Feedback: Using insecure HTTPS

[abhilash-behera]

• Open page

Feedback

I am using chrome on android simulator and trying to open a remote site which does have ssl certificates but the android chrome browser is tagging it as insecure. Because of this reason it's not loading the service-worker.js file from this site. I followed the steps mentioned in this article and enabled the unsafely-treat-insecure-origin-as-secure flag and added the domain along with the protocol. But even after all these steps, it still flags this site as insecure.

Does this approach work only for localhost and not for remote URLs?

[kettanaito]

Hi, @abhilash-behera. Can you please tell me more about your use case?

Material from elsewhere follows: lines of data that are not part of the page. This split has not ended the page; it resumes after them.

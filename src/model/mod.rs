//! Risk model - classifier interface, artifacts and the predictor built on them.

pub mod encoder;
pub mod forest;
pub mod predictor;

pub use encoder::LabelEncoder;
pub use forest::ForestModel;
pub use predictor::{ModelStore, Predictor};

use crate::error::{RiskError, Result};
use serde::{Deserialize, Serialize};
use std::fmt;
use std::str::FromStr;

/// Service stress classification.
#[derive(Debug, Clone, Copy, PartialEq, Eq, Hash, PartialOrd, Ord, Serialize, Deserialize)]
pub enum RiskLabel {
    Low,
    Medium,
    High,
}

impl RiskLabel {
    /// One-line reading of the label for administrators.
    pub fn summary(&self) -> &'static str {
        match self {
            RiskLabel::High => "Service stress is high. Citizens may face access issues.",
            RiskLabel::Medium => "Early signs of stress detected. Monitoring is advised.",
            RiskLabel::Low => "Services appear stable in this region.",
        }
    }

    /// Suggested administrative actions.
    pub fn advisories(&self) -> &'static [&'static str] {
        match self {
            RiskLabel::High => &[
                "Deploy mobile Aadhaar vans",
                "Increase centre staff temporarily",
                "Enable alternate authentication (OTP)",
            ],
            RiskLabel::Medium => &[
                "Monitor centre load closely",
                "Extend service hours during peak days",
            ],
            RiskLabel::Low => &["Maintain current operations", "Continue monitoring trends"],
        }
    }
}

impl fmt::Display for RiskLabel {
    fn fmt(&self, f: &mut fmt::Formatter<'_>) -> fmt::Result {
        match self {
            RiskLabel::Low => write!(f, "Low"),
            RiskLabel::Medium => write!(f, "Medium"),
            RiskLabel::High => write!(f, "High"),
        }
    }
}

impl FromStr for RiskLabel {
    type Err = RiskError;

    fn from_str(s: &str) -> Result<Self> {
        match s.trim().to_lowercase().as_str() {
            "low" => Ok(RiskLabel::Low),
            "medium" => Ok(RiskLabel::Medium),
            "high" => Ok(RiskLabel::High),
            other => Err(RiskError::ArtifactLoad(format!("unknown risk label '{}'", other))),
        }
    }
}

/// How much one input feature weighs in a prediction.
#[derive(Debug, Clone, PartialEq, Serialize)]
pub struct FeatureContribution {
    pub feature: String,
    pub value: f64,
    /// Model-wide importance of the feature (sums to 1 across features).
    pub importance: f64,
    /// `importance * |value|`
    pub contribution: f64,
}

/// Label plus the evidence behind it. Always recomputed from a feature vector.
#[derive(Debug, Clone, PartialEq, Serialize)]
pub struct RiskPrediction {
    pub label: RiskLabel,
    /// Probability of the chosen label.
    pub confidence: f64,
    pub probabilities: Vec<(RiskLabel, f64)>,
    /// Sorted by importance, highest first.
    pub contributions: Vec<FeatureContribution>,
}

/// A fitted classifier over named numeric features.
///
/// The predictor only relies on this contract, so the concrete model
/// technology can change without touching the pipeline.
pub trait RiskModel: Send + Sync {
    /// Names of the inputs, in the order `predict_proba` expects them.
    fn feature_names(&self) -> &[String];

    fn n_classes(&self) -> usize;

    /// Class probabilities, indexed like the label encoder's classes.
    fn predict_proba(&self, features: &[f64]) -> Result<Vec<f64>>;

    /// Relative importance per feature, aligned with `feature_names`.
    fn feature_importances(&self) -> Vec<f64>;
}

#[cfg(test)]
mod tests {
    use super::*;

    #[test]
    fn test_label_parse_and_display() {
        assert_eq!("High".parse::<RiskLabel>().unwrap(), RiskLabel::High);
        assert_eq!(" medium ".parse::<RiskLabel>().unwrap(), RiskLabel::Medium);
        assert_eq!("LOW".parse::<RiskLabel>().unwrap(), RiskLabel::Low);
        assert!("Severe".parse::<RiskLabel>().is_err());
        assert_eq!(RiskLabel::Medium.to_string(), "Medium");
    }

    #[test]
    fn test_advisories() {
        assert_eq!(RiskLabel::High.advisories().len(), 3);
        assert!(RiskLabel::Low.summary().contains("stable"));
    }
}
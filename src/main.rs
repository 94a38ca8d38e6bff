use aadhaar_risk::assessment::{Assessment, Assessor, EmptyGroupReason, Selection};
use aadhaar_risk::config::PipelineConfig;
use aadhaar_risk::features::FeatureTable;
use aadhaar_risk::geography::{display_name, GeoLevel, GeographyRegistry, NameResolver};
use aadhaar_risk::ingestion::{format_date, parse_date};
use aadhaar_risk::model::ModelStore;
use aadhaar_risk::pipeline::Pipeline;

use anyhow::{Context, Result};
use clap::{Parser, Subcommand, ValueEnum};
use std::path::PathBuf;
use tracing::info;
use tracing_subscriber::EnvFilter;

#[derive(Parser)]
#[command(name = "aadhaar-risk")]
#[command(about = "District-level Aadhaar service stress risk pipeline")]
#[command(version)]
struct Args {
    /// Geography registry JSON (default: bundled registry, or AADHAAR_REGISTRY_PATH)
    #[arg(long, global = true)]
    registry: Option<PathBuf>,

    /// Minimum similarity for approximate name matches (or AADHAAR_MATCH_THRESHOLD)
    #[arg(long, global = true)]
    threshold: Option<f64>,

    #[command(subcommand)]
    command: Commands,
}

#[derive(Subcommand)]
enum Commands {
    /// Build the feature file from enrolment, biometric and demographic extracts
    BuildFeatures {
        /// Extract CSV files
        #[arg(short, long, required = true, num_args = 1..)]
        input: Vec<PathBuf>,

        /// Feature file to write (or AADHAAR_FEATURES_PATH)
        #[arg(short, long)]
        output: Option<PathBuf>,

        /// Print the run report as JSON
        #[arg(long)]
        json: bool,
    },
    /// Assess the risk of one district on one date
    Assess {
        #[arg(long)]
        state: String,

        #[arg(long)]
        district: String,

        /// DD-MM-YYYY (default: today if present, else the latest date)
        #[arg(long)]
        date: Option<String>,

        /// Feature file to read (or AADHAAR_FEATURES_PATH)
        #[arg(long)]
        features: Option<PathBuf>,

        /// Print the assessment as JSON
        #[arg(long)]
        json: bool,
    },
    /// Show how a raw name resolves against the registry
    Resolve {
        name: String,

        #[arg(long, value_enum, default_value_t = Level::State)]
        level: Level,

        /// Parent state, for district lookups
        #[arg(long)]
        parent: Option<String>,
    },
    /// List states, or the districts of a state, present in the feature file
    List {
        #[arg(long)]
        state: Option<String>,

        /// Feature file to read (or AADHAAR_FEATURES_PATH)
        #[arg(long)]
        features: Option<PathBuf>,
    },
}

#[derive(Clone, Copy, ValueEnum)]
enum Level {
    State,
    District,
}

impl From<Level> for GeoLevel {
    fn from(level: Level) -> Self {
        match level {
            Level::State => GeoLevel::State,
            Level::District => GeoLevel::District,
        }
    }
}

fn main() -> Result<()> {
    // Load environment variables from .env file
    dotenv::dotenv().ok();

    tracing_subscriber::fmt()
        .with_env_filter(EnvFilter::try_from_default_env().unwrap_or_else(|_| EnvFilter::new("info")))
        .with_writer(std::io::stderr)
        .init();

    let args = Args::parse();

    let mut config = PipelineConfig::from_env().context("Invalid configuration")?;
    if let Some(path) = args.registry {
        config.registry_path = Some(path);
    }
    if let Some(threshold) = args.threshold {
        config.match_threshold = threshold;
    }
    config.validate().context("Invalid configuration")?;

    let owned;
    let registry: &GeographyRegistry = match &config.registry_path {
        Some(path) => {
            owned = GeographyRegistry::load(path)
                .with_context(|| format!("Failed to load registry {}", path.display()))?;
            &owned
        }
        None => GeographyRegistry::bundled().context("Failed to load bundled registry")?,
    };
    let resolver = NameResolver::new(registry, config.match_threshold);

    match args.command {
        Commands::BuildFeatures { input, output, json } => {
            let output = output.unwrap_or_else(|| config.features_path.clone());
            build_features(resolver, input, output, json)
        }
        Commands::Assess {
            state,
            district,
            date,
            features,
            json,
        } => {
            let date = match date {
                Some(raw) => Some(
                    parse_date(&raw).with_context(|| format!("Invalid date '{}', expected DD-MM-YYYY", raw))?,
                ),
                None => None,
            };
            let features = features.unwrap_or_else(|| config.features_path.clone());
            assess(&config, resolver, Selection::new(state, district, date), features, json)
        }
        Commands::Resolve { name, level, parent } => resolve(resolver, &name, level.into(), parent.as_deref()),
        Commands::List { state, features } => {
            let features = features.unwrap_or_else(|| config.features_path.clone());
            list(resolver, state.as_deref(), features)
        }
    }
}

fn build_features(resolver: NameResolver<'_>, input: Vec<PathBuf>, output: PathBuf, json: bool) -> Result<()> {
    let report = Pipeline::new(resolver).run(&input).context("Pipeline run failed")?;
    report
        .table()
        .write_csv(&output)
        .with_context(|| format!("Failed to write feature file {}", output.display()))?;

    if json {
        println!("{}", serde_json::to_string_pretty(&report)?);
        return Ok(());
    }

    println!("\n{}", "=".repeat(80));
    println!(" FEATURE BUILD {}", report.run_id);
    println!("{}", "=".repeat(80));
    for file in &report.files {
        println!(
            "   {} ({}): {} rows, {} skipped",
            file.source, file.kind, file.rows_read, file.rows_skipped
        );
        for sample in &file.skip_samples {
            println!("      - {}", sample);
        }
    }
    println!("\n Records resolved:   {}", report.records_resolved);
    println!(" Records unresolved: {}", report.records_unresolved);
    println!(" Feature vectors:    {}", report.features.len());
    println!(" Written to:         {}", output.display());

    if !report.unresolved.is_empty() {
        println!("\n UNRESOLVED NAMES");
        println!("{}", "-".repeat(80));
        for name in &report.unresolved {
            let parent = name.parent_hint.as_deref().map(|p| format!(" in '{}'", p)).unwrap_or_default();
            let closest = name
                .best_candidate
                .as_ref()
                .map(|(c, score)| format!(", closest '{}' ({:.3})", c, score))
                .unwrap_or_default();
            println!(
                "   {} '{}'{}: {} rows, {:?}{}",
                name.level, name.raw, parent, name.rows, name.reason, closest
            );
        }
    }
    Ok(())
}

fn assess(
    config: &PipelineConfig,
    resolver: NameResolver<'_>,
    selection: Selection,
    features: PathBuf,
    json: bool,
) -> Result<()> {
    info!("Loading feature file {}", features.display());
    let table = FeatureTable::read_csv(&features)
        .with_context(|| format!("Failed to load feature file {}", features.display()))?
        .with_canonical_names(&resolver);
    let models = ModelStore::new(&config.model_path, &config.encoder_path);
    let assessor = Assessor::new(&table, resolver, &models, config.trend_window);

    let today = chrono::Local::now().date_naive();
    let assessment = assessor.assess(&selection, today).context("Assessment failed")?;

    if json {
        println!("{}", serde_json::to_string_pretty(&assessment)?);
        return Ok(());
    }

    let report = match assessment {
        Assessment::Scored(report) => report,
        Assessment::InsufficientData(warning) => {
            let reason = match &warning.reason {
                EmptyGroupReason::UnknownLocation(failure) => failure.to_string(),
                EmptyGroupReason::NoRecords => "no records for this district".to_string(),
                EmptyGroupReason::NoRecordsOnDate => "no records on this date".to_string(),
            };
            println!("\n Insufficient data for {} / {}: {}", warning.district, warning.state, reason);
            return Ok(());
        }
    };

    let f = &report.features;
    let p = &report.prediction;
    println!("\n{}", "=".repeat(80));
    println!(
        " {} / {} on {}",
        display_name(&f.district),
        display_name(&f.state),
        format_date(f.date)
    );
    println!("{}", "=".repeat(80));
    println!("\n Risk level: {} ({:.1}% confidence)", p.label, p.confidence * 100.0);
    println!("   {}", p.label.summary());
    for (label, prob) in &p.probabilities {
        println!("   P({}) = {:.3}", label, prob);
    }

    println!("\n Recommended actions:");
    for advisory in p.label.advisories() {
        println!("   - {}", advisory);
    }

    println!("\n Key factors:");
    for c in p.contributions.iter().take(5) {
        println!(
            "   {:<24} value {:>12.4}  importance {:.3}",
            c.feature, c.value, c.importance
        );
    }

    let cmp = &report.comparison;
    println!("\n Compared with the {} average ({} vectors):", cmp.average.state, cmp.average.vectors);
    println!("   Enrolment load: {} ({:+.1}%)", f.enrolment_load, cmp.enrolment_change_pct);
    println!(
        "   Adult biometric ratio: {:.3} ({:+.1}%)",
        f.adult_biometric_ratio, cmp.biometric_change_pct
    );
    println!("   Child share: {:.1}%", cmp.child_share_pct);

    println!("\n Trend:");
    if report.trend.is_empty() {
        println!("   Not enough historical dates for a trend");
    } else {
        for v in &report.trend {
            println!(
                "   {}  load {:>8}  biometric pressure {:.3}",
                format_date(v.date),
                v.enrolment_load,
                v.biometric_pressure
            );
        }
    }
    Ok(())
}

fn resolve(resolver: NameResolver<'_>, name: &str, level: GeoLevel, parent: Option<&str>) -> Result<()> {
    match resolver.resolve(name, level, parent) {
        Ok(entry) => {
            let parent = entry.parent.as_deref().map(|p| format!(" ({})", p)).unwrap_or_default();
            let score = entry
                .match_keys()
                .iter()
                .map(|key| NameResolver::similarity(name, key))
                .fold(0.0, f64::max);
            println!(" {} '{}' -> {}{} [similarity {:.3}]", level, name, entry.name, parent, score);
        }
        Err(failure) => println!(" {}", failure),
    }
    Ok(())
}

fn list(resolver: NameResolver<'_>, state: Option<&str>, features: PathBuf) -> Result<()> {
    let table = FeatureTable::read_csv(&features)
        .with_context(|| format!("Failed to load feature file {}", features.display()))?
        .with_canonical_names(&resolver);

    match state {
        None => {
            for state in table.states() {
                println!("{}", state);
            }
        }
        Some(raw) => {
            let state = if table.states().contains(&raw) {
                raw.to_string()
            } else {
                resolver
                    .resolve(raw, GeoLevel::State, None)
                    .map(|entry| entry.name.clone())
                    .map_err(|failure| anyhow::anyhow!("{}", failure))?
            };
            for district in table.districts(&state) {
                println!("{}", district);
            }
        }
    }
    Ok(())
}
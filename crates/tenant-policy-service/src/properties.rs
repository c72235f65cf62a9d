// crates/tenant-policy-service/src/properties.rs
// ============================================================================
// Module: Server Property Snapshot
// Description: Masked, filtered listing of server properties.
// Purpose: Expose server settings without leaking credentials or paths.
// Dependencies: tenant-policy-config, serde
// ============================================================================

//! ## Overview
//! A [`ServerPropertySnapshot`] is built once from a key/value source and is
//! immutable afterwards. Building applies, in order:
//! - keys must start with an allowed prefix
//! - keys mentioning paths, secret keys, passwords, or user names are dropped
//! - credential-like values are replaced by [`MASKED_VALUE`]
//! - remaining values are wrapped at [`WRAP_WIDTH`] columns
//!
//! The first occurrence of a key wins and entries are sorted by key.
//! [`ServerPropertyHandle`] holds the current snapshot and swaps it on refresh.

// ============================================================================
// SECTION: Imports
// ============================================================================

use std::collections::BTreeMap;
use std::sync::Arc;
use std::sync::PoisonError;
use std::sync::RwLock;

use serde::Serialize;
use tenant_policy_config::ServerPropertiesConfig;

// ============================================================================
// SECTION: Constants
// ============================================================================

/// Replacement text for credential-like values.
pub const MASKED_VALUE: &str = "*******";
/// Column at which long values are wrapped.
pub const WRAP_WIDTH: usize = 125;
/// Key fragments that exclude a property from the listing.
const EXCLUDED_FRAGMENTS: [&str; 3] = ["secretkey", "password", "username"];
/// Key fragments whose values are masked.
const MASKED_FRAGMENTS: [&str; 5] = ["password", "license", "pwd", "cert", "secret"];

// ============================================================================
// SECTION: Types
// ============================================================================

/// Listed server property.
#[derive(Debug, Clone, PartialEq, Eq, Serialize)]
pub struct ServerProperty {
    /// Property key.
    pub key: String,
    /// Masked or wrapped value.
    pub value: String,
}

/// Immutable listing of server properties.
#[derive(Debug, Clone, Default, PartialEq, Eq)]
pub struct ServerPropertySnapshot {
    /// Entries sorted by key.
    entries: Vec<ServerProperty>,
}

impl ServerPropertySnapshot {
    /// Builds a snapshot from `(key, value)` pairs in source order.
    #[must_use]
    pub fn build<'a, I>(allowed_prefixes: &[String], source: I) -> Self
    where
        I: IntoIterator<Item = (&'a str, &'a str)>,
    {
        let mut listed: BTreeMap<&str, String> = BTreeMap::new();
        for (key, value) in source {
            if listed.contains_key(key) || is_excluded(key) {
                continue;
            }
            if !allowed_prefixes.iter().any(|prefix| key.starts_with(prefix.as_str())) {
                continue;
            }
            let rendered = if is_masked(key) {
                MASKED_VALUE.to_string()
            } else {
                wrap_value(value, WRAP_WIDTH)
            };
            listed.insert(key, rendered);
        }
        let entries = listed
            .into_iter()
            .map(|(key, value)| ServerProperty {
                key: key.to_string(),
                value,
            })
            .collect();
        Self {
            entries,
        }
    }

    /// Builds a snapshot from the configuration section.
    #[must_use]
    pub fn from_config(config: &ServerPropertiesConfig) -> Self {
        Self::build(
            &config.allowed_prefixes,
            config.entries.iter().map(|entry| (entry.key.as_str(), entry.value.as_str())),
        )
    }

    /// Returns the listed entries sorted by key.
    #[must_use]
    pub fn entries(&self) -> &[ServerProperty] {
        &self.entries
    }

    /// Returns the listed value for `key`.
    #[must_use]
    pub fn get(&self, key: &str) -> Option<&str> {
        self.entries
            .binary_search_by(|entry| entry.key.as_str().cmp(key))
            .ok()
            .map(|index| self.entries[index].value.as_str())
    }
}

/// Shared holder of the current snapshot.
#[derive(Debug, Default)]
pub struct ServerPropertyHandle {
    /// Current snapshot; replaced whole on refresh.
    current: RwLock<Arc<ServerPropertySnapshot>>,
}

impl ServerPropertyHandle {
    /// Creates a handle holding `snapshot`.
    #[must_use]
    pub fn new(snapshot: ServerPropertySnapshot) -> Self {
        Self {
            current: RwLock::new(Arc::new(snapshot)),
        }
    }

    /// Returns the current snapshot.
    #[must_use]
    pub fn current(&self) -> Arc<ServerPropertySnapshot> {
        Arc::clone(&self.current.read().unwrap_or_else(PoisonError::into_inner))
    }

    /// Replaces the current snapshot.
    pub fn refresh(&self, snapshot: ServerPropertySnapshot) {
        *self.current.write().unwrap_or_else(PoisonError::into_inner) = Arc::new(snapshot);
    }
}

// ============================================================================
// SECTION: Helpers
// ============================================================================

/// Returns true when the key must not be listed.
fn is_excluded(key: &str) -> bool {
    key.to_lowercase().contains("path")
        || EXCLUDED_FRAGMENTS.iter().any(|fragment| key.contains(fragment))
}

/// Returns true when the value must be masked.
fn is_masked(key: &str) -> bool {
    MASKED_FRAGMENTS.iter().any(|fragment| key.contains(fragment))
}

/// Wraps `value` at `width` columns, breaking on spaces and splitting words
/// longer than a line.
fn wrap_value(value: &str, width: usize) -> String {
    let chars: Vec<char> = value.chars().collect();
    let mut wrapped = String::with_capacity(value.len());
    let mut offset = 0;
    while chars.len() - offset > width {
        if chars[offset] == ' ' {
            offset += 1;
            continue;
        }
        let space = (offset ..= offset + width).rev().find(|index| chars[*index] == ' ');
        let end = space.unwrap_or(offset + width);
        wrapped.extend(&chars[offset .. end]);
        wrapped.push('\n');
        offset = space.map_or(end, |index| index + 1);
    }
    wrapped.extend(&chars[offset ..]);
    wrapped
}

// ============================================================================
// SECTION: Tests
// ============================================================================
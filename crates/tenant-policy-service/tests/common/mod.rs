// crates/tenant-policy-service/tests/common/mod.rs
// ============================================================================
// Module: Common Service Fixtures
// Description: In-memory collaborators and a recording audit sink.
// Purpose: Build a fully wired service for integration tests.
// Dependencies: tenant-policy-core, tenant-policy-service
// ============================================================================

//! ## Overview
//! Tenant 101 is the default tenant; acme (102) owns messaging DEV (1) and
//! TST (2) plus DEV_CONNECT (1). `admin` acts for the default tenant and
//! `acme-admin` for acme; both hold the management capability.

#![allow(dead_code, reason = "Shared test helpers may be unused in some cases.")]

// ============================================================================
// SECTION: Imports
// ============================================================================

use std::sync::Arc;
use std::sync::Mutex;

use tenant_policy_core::AccessPolicy;
use tenant_policy_core::Capability;
use tenant_policy_core::Collaborators;
use tenant_policy_core::DEFAULT_TENANT_ID;
use tenant_policy_core::Domain;
use tenant_policy_core::Environment;
use tenant_policy_core::InMemoryEnvironmentDirectory;
use tenant_policy_core::InMemoryPropertyStore;
use tenant_policy_core::InMemoryTenantDirectory;
use tenant_policy_core::ListedProperty;
use tenant_policy_core::NoopMetadataNotifier;
use tenant_policy_core::Principal;
use tenant_policy_core::PropertyKey;
use tenant_policy_core::PropertyStore;
use tenant_policy_core::PropertyStoreError;
use tenant_policy_core::StoredProperty;
use tenant_policy_core::Tenant;
use tenant_policy_core::TenantConfigStore;
use tenant_policy_core::TenantId;
use tenant_policy_service::ConfigAuditEvent;
use tenant_policy_service::ConfigAuditSink;
use tenant_policy_service::ServerConfigService;
use tenant_policy_service::ServerPropertyHandle;
use tenant_policy_service::ServerPropertySnapshot;
use tenant_policy_service::StaticPermissionChecker;

// ============================================================================
// SECTION: Constants
// ============================================================================

/// Tenant owning the acme environments.
pub const ACME: TenantId = TenantId::new(102);

// ============================================================================
// SECTION: Collaborators
// ============================================================================

/// Audit sink that keeps every event in memory.
#[derive(Default)]
pub struct RecordingAuditSink {
    /// Recorded events in call order.
    pub events: Mutex<Vec<ConfigAuditEvent>>,
}

impl RecordingAuditSink {
    /// Returns a copy of the recorded events.
    pub fn events(&self) -> Vec<ConfigAuditEvent> {
        self.events.lock().unwrap().clone()
    }
}

impl ConfigAuditSink for RecordingAuditSink {
    fn record(&self, event: &ConfigAuditEvent) {
        self.events.lock().unwrap().push(event.clone());
    }
}

/// Property store whose writes always fail.
pub struct FailingPropertyStore;

impl PropertyStore for FailingPropertyStore {
    fn read_property(
        &self,
        _tenant_id: TenantId,
        _key: &PropertyKey,
    ) -> Result<Option<StoredProperty>, PropertyStoreError> {
        Ok(None)
    }

    fn write_property(
        &self,
        _tenant_id: TenantId,
        _property: &StoredProperty,
    ) -> Result<(), PropertyStoreError> {
        Err(PropertyStoreError::Io("disk full".to_string()))
    }

    fn list_properties(
        &self,
        _tenant_id: TenantId,
    ) -> Result<Vec<ListedProperty>, PropertyStoreError> {
        Err(PropertyStoreError::Io("disk unreadable".to_string()))
    }
}

// ============================================================================
// SECTION: Fixture
// ============================================================================

/// Fully wired service fixture.
pub struct Fixture {
    /// Shared property store handle.
    pub properties: InMemoryPropertyStore,
    /// Audit recorder.
    pub audit: Arc<RecordingAuditSink>,
    /// Service under test.
    pub service: ServerConfigService,
}

/// Builds the fixture over an in-memory property store.
pub fn fixture() -> Fixture {
    let properties = InMemoryPropertyStore::new();
    let (audit, service) = wire(Arc::new(properties.clone()));
    Fixture {
        properties,
        audit,
        service,
    }
}

/// Builds a service over the given property store.
pub fn wire(
    properties: Arc<dyn PropertyStore>,
) -> (Arc<RecordingAuditSink>, ServerConfigService) {
    let environments = InMemoryEnvironmentDirectory::with_environments([
        Environment::new(ACME, Domain::Messaging, "1", "DEV"),
        Environment::new(ACME, Domain::Messaging, "2", "TST"),
        Environment::new(ACME, Domain::Connect, "1", "DEV_CONNECT"),
    ])
    .unwrap();
    let tenants = InMemoryTenantDirectory::with_tenants([
        Tenant {
            id: DEFAULT_TENANT_ID,
            name: "default".to_string(),
        },
        Tenant {
            id: ACME,
            name: "acme".to_string(),
        },
    ]);
    let mut permissions = StaticPermissionChecker::new();
    permissions.grant("admin", Capability::ManageServerConfiguration);
    permissions.grant("acme-admin", Capability::ManageServerConfiguration);
    let store = TenantConfigStore::new(
        Collaborators {
            tenants: Arc::new(tenants),
            environments: Arc::new(environments),
            properties,
            permissions: Arc::new(permissions),
            notifier: Arc::new(NoopMetadataNotifier),
        },
        AccessPolicy::default(),
    );
    let audit = Arc::new(RecordingAuditSink::default());
    let snapshot = ServerPropertySnapshot::build(
        &["server.".to_string()],
        [("server.port", "8080"), ("server.ssl.cert", "-----BEGIN CERTIFICATE-----")],
    );
    let service = ServerConfigService::new(
        store,
        audit.clone(),
        Arc::new(ServerPropertyHandle::new(snapshot)),
    );
    (audit, service)
}

/// Principal acting for the default tenant.
pub fn admin() -> Principal {
    Principal::new("admin")
}

/// Principal acting for acme.
pub fn acme_admin() -> Principal {
    Principal::new("acme-admin")
}

/// Acme configuration text in display form.
pub fn acme_config_json(topic_promotion: &[&str]) -> String {
    serde_json::json!({
        "tenantModel": {
            "tenantName": "acme",
            "baseSyncEnvironment": "DEV",
            "orderOfTopicPromotionEnvsList": topic_promotion,
        }
    })
    .to_string()
}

Is it a remote site you own? I'm trying to understand why you'd want to (1) open a remote site; (2) why it has a certificate but still gets treated as insecure; this suggests issues with the certificate that site should resolve, in the first place.

[abhilash-behera]

Hi, thanks for responding. Here are the answers to your questions.

1. The remote site is a sandbox used for previewing our web app.
2. It has a self generated certificate which is not trusted by the browser.

• The same site opens up without any certificate warnings on chrome and safari desktop.
• If I have to fix the certificate issues to resolve the warning, then what is the point in enabling the --unsafely-treat-insecure-origin-as-secure flag?